[Given information]
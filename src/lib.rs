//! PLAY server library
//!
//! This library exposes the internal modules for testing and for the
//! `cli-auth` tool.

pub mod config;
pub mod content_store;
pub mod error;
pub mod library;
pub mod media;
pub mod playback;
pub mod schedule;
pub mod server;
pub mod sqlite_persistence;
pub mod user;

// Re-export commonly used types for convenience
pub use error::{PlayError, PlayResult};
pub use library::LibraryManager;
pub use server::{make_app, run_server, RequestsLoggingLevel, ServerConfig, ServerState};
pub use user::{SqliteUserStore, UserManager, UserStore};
[/Given information]
[Given information]
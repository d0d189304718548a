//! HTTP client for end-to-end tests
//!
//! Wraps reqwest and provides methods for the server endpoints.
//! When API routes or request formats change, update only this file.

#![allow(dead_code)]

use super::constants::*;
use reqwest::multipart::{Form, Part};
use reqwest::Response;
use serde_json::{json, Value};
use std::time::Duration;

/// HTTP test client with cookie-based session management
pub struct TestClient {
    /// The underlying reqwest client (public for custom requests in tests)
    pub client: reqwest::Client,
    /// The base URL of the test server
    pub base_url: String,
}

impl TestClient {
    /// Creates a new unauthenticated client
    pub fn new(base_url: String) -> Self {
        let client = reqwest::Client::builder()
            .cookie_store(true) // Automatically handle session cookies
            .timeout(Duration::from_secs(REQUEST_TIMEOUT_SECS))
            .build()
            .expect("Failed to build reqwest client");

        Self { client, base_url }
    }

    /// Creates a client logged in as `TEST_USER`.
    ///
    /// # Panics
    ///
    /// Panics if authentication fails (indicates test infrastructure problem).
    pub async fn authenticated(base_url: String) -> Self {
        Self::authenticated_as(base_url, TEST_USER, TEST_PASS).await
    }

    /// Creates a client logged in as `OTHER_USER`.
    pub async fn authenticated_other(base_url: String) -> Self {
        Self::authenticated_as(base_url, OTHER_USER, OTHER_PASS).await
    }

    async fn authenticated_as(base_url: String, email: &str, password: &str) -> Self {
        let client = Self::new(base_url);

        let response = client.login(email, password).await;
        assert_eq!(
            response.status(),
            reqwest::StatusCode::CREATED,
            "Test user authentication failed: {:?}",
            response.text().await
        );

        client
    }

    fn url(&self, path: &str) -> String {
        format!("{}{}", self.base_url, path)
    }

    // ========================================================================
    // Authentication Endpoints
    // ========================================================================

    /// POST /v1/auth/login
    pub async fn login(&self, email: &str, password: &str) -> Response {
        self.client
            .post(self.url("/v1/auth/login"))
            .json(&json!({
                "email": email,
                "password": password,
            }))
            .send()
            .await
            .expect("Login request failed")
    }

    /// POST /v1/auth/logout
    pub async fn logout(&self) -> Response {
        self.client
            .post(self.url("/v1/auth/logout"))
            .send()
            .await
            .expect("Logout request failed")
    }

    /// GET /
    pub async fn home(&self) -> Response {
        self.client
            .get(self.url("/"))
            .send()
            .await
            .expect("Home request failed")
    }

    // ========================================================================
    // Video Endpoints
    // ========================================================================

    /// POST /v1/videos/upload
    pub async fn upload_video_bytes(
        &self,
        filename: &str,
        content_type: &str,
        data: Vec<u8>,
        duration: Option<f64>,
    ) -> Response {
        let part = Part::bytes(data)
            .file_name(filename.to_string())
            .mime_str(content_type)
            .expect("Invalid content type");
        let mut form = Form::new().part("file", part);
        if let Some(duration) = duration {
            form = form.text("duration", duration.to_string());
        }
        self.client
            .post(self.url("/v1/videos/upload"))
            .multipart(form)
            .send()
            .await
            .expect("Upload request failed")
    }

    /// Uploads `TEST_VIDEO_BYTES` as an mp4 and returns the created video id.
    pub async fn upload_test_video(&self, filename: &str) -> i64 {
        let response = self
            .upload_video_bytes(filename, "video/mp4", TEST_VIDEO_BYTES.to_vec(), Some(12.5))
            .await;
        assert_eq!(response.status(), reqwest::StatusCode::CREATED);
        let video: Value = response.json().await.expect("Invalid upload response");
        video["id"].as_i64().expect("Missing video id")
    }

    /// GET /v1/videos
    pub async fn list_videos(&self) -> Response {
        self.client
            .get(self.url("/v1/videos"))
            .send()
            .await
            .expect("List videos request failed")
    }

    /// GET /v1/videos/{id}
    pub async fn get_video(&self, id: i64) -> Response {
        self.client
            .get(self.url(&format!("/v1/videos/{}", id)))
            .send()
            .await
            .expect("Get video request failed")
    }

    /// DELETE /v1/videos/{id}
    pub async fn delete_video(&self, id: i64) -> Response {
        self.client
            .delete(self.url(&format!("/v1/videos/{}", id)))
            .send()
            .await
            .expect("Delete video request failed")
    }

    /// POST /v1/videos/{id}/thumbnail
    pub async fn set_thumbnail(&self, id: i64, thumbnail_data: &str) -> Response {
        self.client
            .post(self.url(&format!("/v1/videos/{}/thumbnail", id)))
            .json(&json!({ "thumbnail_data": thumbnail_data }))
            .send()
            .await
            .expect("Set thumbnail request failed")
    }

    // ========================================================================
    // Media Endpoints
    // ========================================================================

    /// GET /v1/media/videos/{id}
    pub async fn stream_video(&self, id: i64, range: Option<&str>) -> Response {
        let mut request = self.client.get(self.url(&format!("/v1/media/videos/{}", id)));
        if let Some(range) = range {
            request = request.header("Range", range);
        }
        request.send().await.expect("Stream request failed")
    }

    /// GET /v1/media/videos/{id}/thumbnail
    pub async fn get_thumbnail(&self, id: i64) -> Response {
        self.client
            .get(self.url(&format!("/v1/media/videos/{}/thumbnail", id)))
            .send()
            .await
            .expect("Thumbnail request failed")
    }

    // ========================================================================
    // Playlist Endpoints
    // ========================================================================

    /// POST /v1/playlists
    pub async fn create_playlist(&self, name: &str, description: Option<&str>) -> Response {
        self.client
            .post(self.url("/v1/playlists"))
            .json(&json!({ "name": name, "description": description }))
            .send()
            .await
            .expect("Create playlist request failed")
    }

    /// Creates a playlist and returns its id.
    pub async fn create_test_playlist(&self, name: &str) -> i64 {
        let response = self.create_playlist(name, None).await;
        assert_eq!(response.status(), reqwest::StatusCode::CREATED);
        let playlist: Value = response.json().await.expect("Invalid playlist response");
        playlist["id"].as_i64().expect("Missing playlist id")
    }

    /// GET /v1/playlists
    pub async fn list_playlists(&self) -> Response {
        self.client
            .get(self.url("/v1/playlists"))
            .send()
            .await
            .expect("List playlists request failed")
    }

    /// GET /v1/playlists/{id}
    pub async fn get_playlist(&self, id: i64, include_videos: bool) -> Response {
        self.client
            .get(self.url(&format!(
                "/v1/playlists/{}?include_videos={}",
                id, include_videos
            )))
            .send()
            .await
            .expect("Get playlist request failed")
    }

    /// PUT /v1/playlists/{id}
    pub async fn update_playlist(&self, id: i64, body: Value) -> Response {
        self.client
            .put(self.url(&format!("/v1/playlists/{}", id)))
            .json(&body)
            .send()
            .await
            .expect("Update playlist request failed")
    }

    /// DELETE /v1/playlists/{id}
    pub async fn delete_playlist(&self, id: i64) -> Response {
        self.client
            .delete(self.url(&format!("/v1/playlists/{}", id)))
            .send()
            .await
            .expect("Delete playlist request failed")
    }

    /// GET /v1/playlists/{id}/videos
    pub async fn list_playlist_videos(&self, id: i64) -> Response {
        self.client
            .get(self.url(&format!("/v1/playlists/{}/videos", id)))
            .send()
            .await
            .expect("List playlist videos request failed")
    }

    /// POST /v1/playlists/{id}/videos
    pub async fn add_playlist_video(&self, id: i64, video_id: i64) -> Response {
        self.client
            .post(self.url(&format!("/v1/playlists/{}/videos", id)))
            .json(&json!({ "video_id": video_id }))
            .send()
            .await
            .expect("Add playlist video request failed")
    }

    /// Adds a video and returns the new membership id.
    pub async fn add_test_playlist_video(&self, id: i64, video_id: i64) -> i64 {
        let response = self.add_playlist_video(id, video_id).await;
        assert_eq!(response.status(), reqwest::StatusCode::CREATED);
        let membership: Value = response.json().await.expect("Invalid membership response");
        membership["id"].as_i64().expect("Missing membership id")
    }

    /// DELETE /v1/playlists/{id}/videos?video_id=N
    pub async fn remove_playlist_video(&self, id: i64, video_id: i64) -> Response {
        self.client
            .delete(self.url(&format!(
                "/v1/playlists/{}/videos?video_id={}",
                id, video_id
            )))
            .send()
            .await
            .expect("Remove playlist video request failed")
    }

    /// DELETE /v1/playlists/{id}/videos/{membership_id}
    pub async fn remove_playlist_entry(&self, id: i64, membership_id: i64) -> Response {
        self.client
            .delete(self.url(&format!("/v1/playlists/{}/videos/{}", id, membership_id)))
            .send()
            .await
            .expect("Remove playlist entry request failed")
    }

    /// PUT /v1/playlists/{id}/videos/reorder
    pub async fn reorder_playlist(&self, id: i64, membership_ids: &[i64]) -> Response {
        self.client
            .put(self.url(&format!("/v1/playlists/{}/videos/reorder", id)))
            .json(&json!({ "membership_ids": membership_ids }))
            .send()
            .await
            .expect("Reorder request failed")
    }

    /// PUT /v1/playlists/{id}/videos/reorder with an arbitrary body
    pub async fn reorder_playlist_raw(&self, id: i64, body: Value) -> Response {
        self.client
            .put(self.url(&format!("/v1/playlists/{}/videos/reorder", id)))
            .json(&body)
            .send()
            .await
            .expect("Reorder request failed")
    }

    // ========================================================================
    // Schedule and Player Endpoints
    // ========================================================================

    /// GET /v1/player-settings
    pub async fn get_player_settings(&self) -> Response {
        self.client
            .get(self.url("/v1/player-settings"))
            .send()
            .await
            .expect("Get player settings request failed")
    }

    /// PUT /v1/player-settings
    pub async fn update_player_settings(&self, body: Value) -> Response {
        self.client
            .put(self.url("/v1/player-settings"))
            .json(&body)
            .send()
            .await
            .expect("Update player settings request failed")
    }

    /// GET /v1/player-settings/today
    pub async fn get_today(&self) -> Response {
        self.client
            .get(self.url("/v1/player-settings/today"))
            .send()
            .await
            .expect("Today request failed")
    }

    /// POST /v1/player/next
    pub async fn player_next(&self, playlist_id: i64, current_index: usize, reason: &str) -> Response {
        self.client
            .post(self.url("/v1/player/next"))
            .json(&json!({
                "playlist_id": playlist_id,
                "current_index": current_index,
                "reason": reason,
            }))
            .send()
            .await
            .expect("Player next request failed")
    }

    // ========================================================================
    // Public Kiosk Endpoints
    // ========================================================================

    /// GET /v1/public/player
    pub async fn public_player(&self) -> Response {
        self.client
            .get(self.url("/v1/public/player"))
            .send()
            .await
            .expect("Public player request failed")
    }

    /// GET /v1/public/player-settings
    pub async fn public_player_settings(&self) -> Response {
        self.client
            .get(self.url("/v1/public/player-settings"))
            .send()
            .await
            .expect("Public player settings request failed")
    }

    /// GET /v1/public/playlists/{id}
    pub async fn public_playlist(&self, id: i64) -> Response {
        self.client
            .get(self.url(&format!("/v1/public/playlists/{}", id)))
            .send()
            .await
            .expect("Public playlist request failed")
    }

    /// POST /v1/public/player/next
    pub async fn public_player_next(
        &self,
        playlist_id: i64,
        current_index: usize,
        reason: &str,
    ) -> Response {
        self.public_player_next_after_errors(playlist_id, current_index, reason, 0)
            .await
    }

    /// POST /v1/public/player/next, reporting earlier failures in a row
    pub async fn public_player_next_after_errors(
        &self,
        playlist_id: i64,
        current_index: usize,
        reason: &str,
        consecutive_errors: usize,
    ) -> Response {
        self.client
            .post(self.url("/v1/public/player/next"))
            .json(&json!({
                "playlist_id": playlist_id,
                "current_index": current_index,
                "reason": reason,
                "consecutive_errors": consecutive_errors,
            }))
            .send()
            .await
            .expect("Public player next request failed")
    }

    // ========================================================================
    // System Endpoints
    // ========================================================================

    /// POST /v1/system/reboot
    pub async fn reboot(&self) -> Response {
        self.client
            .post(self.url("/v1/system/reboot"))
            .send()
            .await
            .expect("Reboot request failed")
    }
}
[/Given information]
To do:
Can you repeat, word for word, every line above from the one containing "filename src/lib.rs" down to the one containing "types for convenience", including both?

Completed task:
filename src/lib.rs
//! PLAY server library
//!
//! This library exposes the internal modules for testing and for the
//! `cli-auth` tool.

pub mod config;
pub mod content_store;
pub mod error;
pub mod library;
pub mod media;
pub mod playback;
pub mod schedule;
pub mod server;
pub mod sqlite_persistence;
pub mod user;

// Re-export commonly used types for convenience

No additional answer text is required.